◆ **Your assignment**
Scan the entries below for the string "calls" and copy every line where it turns up.

◆ **Listed entries**
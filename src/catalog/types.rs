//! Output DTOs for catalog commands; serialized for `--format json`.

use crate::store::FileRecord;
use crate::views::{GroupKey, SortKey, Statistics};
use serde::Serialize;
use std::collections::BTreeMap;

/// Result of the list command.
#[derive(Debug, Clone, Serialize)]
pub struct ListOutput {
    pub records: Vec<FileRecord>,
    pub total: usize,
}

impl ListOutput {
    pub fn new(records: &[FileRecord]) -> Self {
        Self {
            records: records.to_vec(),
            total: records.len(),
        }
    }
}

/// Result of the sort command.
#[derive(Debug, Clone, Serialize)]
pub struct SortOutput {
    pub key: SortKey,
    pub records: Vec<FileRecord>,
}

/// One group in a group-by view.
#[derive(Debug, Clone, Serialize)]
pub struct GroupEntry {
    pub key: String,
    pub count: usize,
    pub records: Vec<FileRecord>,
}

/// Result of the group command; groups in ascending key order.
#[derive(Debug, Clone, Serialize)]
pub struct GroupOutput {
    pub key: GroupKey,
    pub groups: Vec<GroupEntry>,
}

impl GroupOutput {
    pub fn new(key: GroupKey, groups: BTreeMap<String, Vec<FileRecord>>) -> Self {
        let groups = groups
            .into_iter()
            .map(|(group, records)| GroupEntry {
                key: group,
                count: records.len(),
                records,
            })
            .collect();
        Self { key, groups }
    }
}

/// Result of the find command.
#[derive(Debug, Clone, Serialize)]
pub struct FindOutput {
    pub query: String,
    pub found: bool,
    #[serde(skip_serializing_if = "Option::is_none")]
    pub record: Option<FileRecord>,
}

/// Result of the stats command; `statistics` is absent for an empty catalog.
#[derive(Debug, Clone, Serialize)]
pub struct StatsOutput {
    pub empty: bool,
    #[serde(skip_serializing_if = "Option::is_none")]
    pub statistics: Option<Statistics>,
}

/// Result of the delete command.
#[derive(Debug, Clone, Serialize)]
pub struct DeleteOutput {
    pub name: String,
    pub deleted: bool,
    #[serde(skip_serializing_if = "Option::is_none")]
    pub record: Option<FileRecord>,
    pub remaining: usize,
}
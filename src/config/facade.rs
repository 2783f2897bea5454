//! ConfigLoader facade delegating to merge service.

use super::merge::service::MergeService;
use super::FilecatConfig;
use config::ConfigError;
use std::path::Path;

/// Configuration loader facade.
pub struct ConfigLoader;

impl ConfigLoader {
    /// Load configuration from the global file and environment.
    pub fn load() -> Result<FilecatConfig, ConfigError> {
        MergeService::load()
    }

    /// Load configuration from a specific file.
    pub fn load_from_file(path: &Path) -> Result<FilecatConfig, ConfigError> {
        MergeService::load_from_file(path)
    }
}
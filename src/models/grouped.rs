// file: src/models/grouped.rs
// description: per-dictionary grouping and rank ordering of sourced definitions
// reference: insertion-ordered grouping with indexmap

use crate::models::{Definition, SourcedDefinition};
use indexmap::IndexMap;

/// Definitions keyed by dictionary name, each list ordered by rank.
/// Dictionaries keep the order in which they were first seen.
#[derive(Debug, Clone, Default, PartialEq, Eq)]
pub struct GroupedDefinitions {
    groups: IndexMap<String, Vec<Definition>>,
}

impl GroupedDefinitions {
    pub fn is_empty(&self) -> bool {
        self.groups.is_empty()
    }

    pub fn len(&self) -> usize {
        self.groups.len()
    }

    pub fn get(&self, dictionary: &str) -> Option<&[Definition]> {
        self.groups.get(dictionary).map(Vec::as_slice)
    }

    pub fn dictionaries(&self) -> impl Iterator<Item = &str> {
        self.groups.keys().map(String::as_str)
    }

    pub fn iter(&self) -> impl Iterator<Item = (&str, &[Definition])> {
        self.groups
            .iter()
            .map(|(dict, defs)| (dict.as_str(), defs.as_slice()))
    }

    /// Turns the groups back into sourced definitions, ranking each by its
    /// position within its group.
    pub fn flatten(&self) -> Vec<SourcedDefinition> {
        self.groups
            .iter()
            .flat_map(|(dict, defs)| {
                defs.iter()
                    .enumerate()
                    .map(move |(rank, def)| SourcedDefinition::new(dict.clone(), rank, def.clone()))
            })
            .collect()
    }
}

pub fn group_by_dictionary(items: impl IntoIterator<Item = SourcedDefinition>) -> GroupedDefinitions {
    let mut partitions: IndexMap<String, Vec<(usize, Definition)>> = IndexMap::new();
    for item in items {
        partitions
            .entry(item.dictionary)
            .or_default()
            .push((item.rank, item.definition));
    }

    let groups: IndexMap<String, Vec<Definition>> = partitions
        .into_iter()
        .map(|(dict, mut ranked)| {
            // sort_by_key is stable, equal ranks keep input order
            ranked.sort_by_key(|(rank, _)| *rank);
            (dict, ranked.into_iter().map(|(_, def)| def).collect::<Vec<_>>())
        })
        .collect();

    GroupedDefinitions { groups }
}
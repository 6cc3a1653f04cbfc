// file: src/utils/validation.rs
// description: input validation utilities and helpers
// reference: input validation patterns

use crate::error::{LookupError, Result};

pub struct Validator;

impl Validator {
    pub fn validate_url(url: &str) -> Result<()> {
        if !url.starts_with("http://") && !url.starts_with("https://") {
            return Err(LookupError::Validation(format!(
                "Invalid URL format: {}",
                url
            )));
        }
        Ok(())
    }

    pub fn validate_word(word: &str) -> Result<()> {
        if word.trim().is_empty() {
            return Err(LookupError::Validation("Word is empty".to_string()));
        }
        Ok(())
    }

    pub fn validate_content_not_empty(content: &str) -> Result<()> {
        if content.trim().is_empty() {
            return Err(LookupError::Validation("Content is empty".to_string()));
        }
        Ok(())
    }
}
...
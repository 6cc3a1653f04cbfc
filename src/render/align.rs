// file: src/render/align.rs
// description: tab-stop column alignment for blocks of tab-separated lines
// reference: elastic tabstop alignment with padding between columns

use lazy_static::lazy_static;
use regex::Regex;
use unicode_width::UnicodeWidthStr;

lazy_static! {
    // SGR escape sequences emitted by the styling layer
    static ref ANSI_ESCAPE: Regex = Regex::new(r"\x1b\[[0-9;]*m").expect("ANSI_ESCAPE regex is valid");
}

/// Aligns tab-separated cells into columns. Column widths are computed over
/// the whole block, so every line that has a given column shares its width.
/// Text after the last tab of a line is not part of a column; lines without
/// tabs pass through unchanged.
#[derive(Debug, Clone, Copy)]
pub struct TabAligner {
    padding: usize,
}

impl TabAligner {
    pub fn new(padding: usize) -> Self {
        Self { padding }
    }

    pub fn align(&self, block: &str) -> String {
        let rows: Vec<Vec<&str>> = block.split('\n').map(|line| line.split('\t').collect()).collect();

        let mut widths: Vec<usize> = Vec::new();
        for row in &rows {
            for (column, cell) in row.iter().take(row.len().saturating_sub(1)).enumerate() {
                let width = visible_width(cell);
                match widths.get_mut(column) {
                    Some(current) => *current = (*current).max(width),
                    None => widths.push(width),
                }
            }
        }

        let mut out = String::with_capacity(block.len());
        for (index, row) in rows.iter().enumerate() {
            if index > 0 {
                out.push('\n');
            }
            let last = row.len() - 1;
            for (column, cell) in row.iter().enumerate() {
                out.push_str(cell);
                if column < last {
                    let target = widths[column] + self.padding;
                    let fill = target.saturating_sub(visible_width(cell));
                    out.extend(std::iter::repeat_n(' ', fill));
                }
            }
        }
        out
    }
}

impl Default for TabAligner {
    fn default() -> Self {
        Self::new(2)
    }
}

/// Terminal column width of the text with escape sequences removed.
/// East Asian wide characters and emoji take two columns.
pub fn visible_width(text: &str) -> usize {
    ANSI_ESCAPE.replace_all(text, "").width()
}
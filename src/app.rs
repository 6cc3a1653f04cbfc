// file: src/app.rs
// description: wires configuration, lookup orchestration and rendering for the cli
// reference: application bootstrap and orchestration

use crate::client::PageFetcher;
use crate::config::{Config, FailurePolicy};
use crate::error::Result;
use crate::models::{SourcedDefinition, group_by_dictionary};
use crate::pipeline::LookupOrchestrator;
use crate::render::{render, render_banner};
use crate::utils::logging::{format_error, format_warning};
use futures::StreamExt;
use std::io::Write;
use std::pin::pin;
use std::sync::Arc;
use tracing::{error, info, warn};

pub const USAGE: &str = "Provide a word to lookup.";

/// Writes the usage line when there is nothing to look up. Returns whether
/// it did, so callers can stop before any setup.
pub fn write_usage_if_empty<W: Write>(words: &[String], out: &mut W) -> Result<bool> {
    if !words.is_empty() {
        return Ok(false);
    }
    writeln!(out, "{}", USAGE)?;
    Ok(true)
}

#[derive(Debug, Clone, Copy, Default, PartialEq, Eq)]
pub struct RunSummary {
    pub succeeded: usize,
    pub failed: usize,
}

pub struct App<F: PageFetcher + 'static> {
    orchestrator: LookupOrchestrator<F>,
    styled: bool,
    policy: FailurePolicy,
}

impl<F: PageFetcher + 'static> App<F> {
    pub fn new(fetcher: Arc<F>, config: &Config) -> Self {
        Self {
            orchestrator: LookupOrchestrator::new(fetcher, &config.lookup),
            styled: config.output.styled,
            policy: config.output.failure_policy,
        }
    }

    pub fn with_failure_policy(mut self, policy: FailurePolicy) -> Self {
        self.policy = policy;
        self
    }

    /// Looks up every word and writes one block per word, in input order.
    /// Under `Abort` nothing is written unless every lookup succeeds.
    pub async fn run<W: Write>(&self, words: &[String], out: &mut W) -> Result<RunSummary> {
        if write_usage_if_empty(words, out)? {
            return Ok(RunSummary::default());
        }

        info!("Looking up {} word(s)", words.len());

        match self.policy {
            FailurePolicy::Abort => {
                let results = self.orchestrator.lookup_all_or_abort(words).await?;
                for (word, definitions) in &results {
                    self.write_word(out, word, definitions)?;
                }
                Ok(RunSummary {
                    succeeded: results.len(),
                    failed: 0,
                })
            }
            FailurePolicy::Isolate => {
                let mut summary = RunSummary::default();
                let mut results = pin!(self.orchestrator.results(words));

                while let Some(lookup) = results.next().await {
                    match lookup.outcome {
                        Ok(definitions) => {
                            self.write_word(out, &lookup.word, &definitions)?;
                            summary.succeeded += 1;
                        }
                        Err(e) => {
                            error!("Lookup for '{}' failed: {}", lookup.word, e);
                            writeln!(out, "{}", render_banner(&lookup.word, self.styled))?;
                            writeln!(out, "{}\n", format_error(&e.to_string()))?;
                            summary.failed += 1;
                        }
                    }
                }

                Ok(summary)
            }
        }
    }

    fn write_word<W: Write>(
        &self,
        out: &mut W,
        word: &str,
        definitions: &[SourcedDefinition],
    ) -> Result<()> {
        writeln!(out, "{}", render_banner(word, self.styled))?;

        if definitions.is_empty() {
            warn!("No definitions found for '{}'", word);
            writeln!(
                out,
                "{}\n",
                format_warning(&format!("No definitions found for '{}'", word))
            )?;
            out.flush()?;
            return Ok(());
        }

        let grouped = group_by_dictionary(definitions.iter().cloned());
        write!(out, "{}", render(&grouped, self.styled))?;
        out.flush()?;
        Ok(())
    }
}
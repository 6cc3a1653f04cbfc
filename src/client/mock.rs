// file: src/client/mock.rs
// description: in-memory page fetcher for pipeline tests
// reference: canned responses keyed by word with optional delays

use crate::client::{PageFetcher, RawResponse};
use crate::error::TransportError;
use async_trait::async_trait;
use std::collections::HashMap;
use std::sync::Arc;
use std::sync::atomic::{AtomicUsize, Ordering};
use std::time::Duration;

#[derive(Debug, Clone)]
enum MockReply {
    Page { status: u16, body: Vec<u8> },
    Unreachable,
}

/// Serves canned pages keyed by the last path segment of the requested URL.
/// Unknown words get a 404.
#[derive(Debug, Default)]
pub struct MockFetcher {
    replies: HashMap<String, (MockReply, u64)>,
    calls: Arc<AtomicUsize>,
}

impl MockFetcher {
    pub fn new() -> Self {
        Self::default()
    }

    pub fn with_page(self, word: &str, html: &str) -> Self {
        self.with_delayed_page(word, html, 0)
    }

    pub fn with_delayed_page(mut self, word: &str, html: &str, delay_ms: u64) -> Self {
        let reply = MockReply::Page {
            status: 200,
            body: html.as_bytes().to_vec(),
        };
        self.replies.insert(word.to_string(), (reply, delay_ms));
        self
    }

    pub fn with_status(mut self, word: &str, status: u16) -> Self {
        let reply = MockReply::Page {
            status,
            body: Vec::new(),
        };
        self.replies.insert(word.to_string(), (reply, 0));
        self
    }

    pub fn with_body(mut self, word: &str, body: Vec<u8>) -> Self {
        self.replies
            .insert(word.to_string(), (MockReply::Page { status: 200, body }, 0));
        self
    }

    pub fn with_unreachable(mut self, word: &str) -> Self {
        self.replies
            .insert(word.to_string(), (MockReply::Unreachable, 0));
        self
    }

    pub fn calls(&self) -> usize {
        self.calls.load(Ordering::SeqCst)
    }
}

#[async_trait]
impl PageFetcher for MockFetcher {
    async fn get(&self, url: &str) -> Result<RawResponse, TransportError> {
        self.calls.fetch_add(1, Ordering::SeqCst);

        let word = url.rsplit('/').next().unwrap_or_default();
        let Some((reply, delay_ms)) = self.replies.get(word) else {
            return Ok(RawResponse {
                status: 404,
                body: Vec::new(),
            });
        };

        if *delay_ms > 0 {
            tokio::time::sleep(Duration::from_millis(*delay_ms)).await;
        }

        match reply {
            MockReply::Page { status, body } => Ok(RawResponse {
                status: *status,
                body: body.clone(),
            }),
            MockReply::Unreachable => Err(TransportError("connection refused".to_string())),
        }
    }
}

◆ **Exercise answer**
    calls: Arc<AtomicUsize>,
    pub fn calls(&self) -> usize {
        self.calls.load(Ordering::SeqCst)
        self.calls.fetch_add(1, Ordering::SeqCst);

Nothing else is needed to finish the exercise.